The servicing of "misses" on the TLB cache is part of the overhead imposed by enabling the MMU. Our OS uses various clever page-table arrangements to minimize this overhead.

Associated with these page tables are bits that define the attributes of each page of memory. Pages can be marked as read-only, read-write, etc. Typically, the memory of an executing process would be described with read-only pages for code and read-write for the data and stack.

When the OS performs a context switch (i.e. suspends the execution of one thread and resumes another), it will manipulate the MMU to use a potentially different set of page tables for the newly resumed thread. If the OS is switching between threads within a single process, no MMU manipulations are necessary.

When the new thread resumes execution, any addresses generated as the thread runs are mapped to physical memory through the assigned page tables. If the thread tries to use an address not mapped to it or to use an address in a way that violates the defined attributes (e.g. writing to a read-only page), the CPU will receive a "fault" (similar to a divide-by-zero error), typically implemented as a special type of interrupt.

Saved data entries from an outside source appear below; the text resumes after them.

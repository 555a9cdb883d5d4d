use axum::response::{Html, IntoResponse, Response};
use http::StatusCode;
use thiserror::Error;

use crate::poll::{VoteError, NO_CHOICE_MESSAGE};
use crate::store::StoreError;

const NOT_FOUND_PAGE: &str = include_str!("../templates/404.html");

pub type AppResult<T> = core::result::Result<T, AppError>;

#[derive(Debug, Error)]
pub enum AppError {
    #[error("not found")]
    NotFound,

    #[error(transparent)]
    Store(StoreError),

    #[error("template error: {0}")]
    Template(#[from] tera::Error),
}

impl From<StoreError> for AppError {
    fn from(err: StoreError) -> Self {
        match err {
            StoreError::NotFound => AppError::NotFound,
            other => AppError::Store(other),
        }
    }
}

impl From<VoteError> for AppError {
    fn from(err: VoteError) -> Self {
        match err {
            VoteError::NotFound => AppError::NotFound,
            VoteError::Store(inner) => AppError::from(inner),
            // the vote handler re-renders the form, so reaching this is a bug
            VoteError::InvalidSelection => {
                AppError::Store(StoreError::Invalid(NO_CHOICE_MESSAGE.to_string()))
            }
        }
    }
}

impl IntoResponse for AppError {
    fn into_response(self) -> Response {
        match self {
            AppError::NotFound => (StatusCode::NOT_FOUND, Html(NOT_FOUND_PAGE)).into_response(),
            other => {
                tracing::error!(error = ?other, "error occurred inside route handler");
                (StatusCode::INTERNAL_SERVER_ERROR, "Internal server error").into_response()
            }
        }
    }
}
//! DTOs describing data fetched from the problem catalog.

pub mod problem;

pub use problem::{Problem, ProblemTestCase};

By examining the instruction pointer pushed on the stack by the interrupt, the OS can determine the address of the instruction that caused the memory-access fault within the thread/process and can act accordingly.

Memory protection at run time

While memory protection is useful during development, it can also provide greater reliability for embedded systems installed in the field. Many embedded systems already employ a hardware "watchdog timer" to detect if the software or hardware has "lost its mind," but this approach lacks the finesse of an MMU-assisted watchdog.

Hardware watchdog timers are usually implemented as a retriggerable monostable timer attached to the processor reset line. If the system software doesn't strobe the hardware timer regularly, the timer will expire and force a processor reset. Typically, some component of the system software will check for system integrity and strobe the timer hardware to indicate the system is "sane."

Although this approach enables recovery from a lockup related to a software or hardware glitch, it results in a complete system restart and perhaps significant "downtime" while this restart occurs.

Software watchdog

When an intermittent software error occurs in a memory-protected system, the OS can catch the event and pass control to a user-written thread instead of the memory dump facilities. This thread can make an intelligent decision about how best to recover from the failure, instead of forcing a full reset as the hardware watchdog timer would do. The software watchdog could:

Abort the process that failed due to a memory access violation and simply restart that process without shutting down the rest of the system.
Abort the failed process and any related processes, initialize the hardware to a "safe" state, and then restart the related processes in a coordinated manner.
If the failure is very critical, perform a coordinated shutdown of the entire system and sound an audible alarm.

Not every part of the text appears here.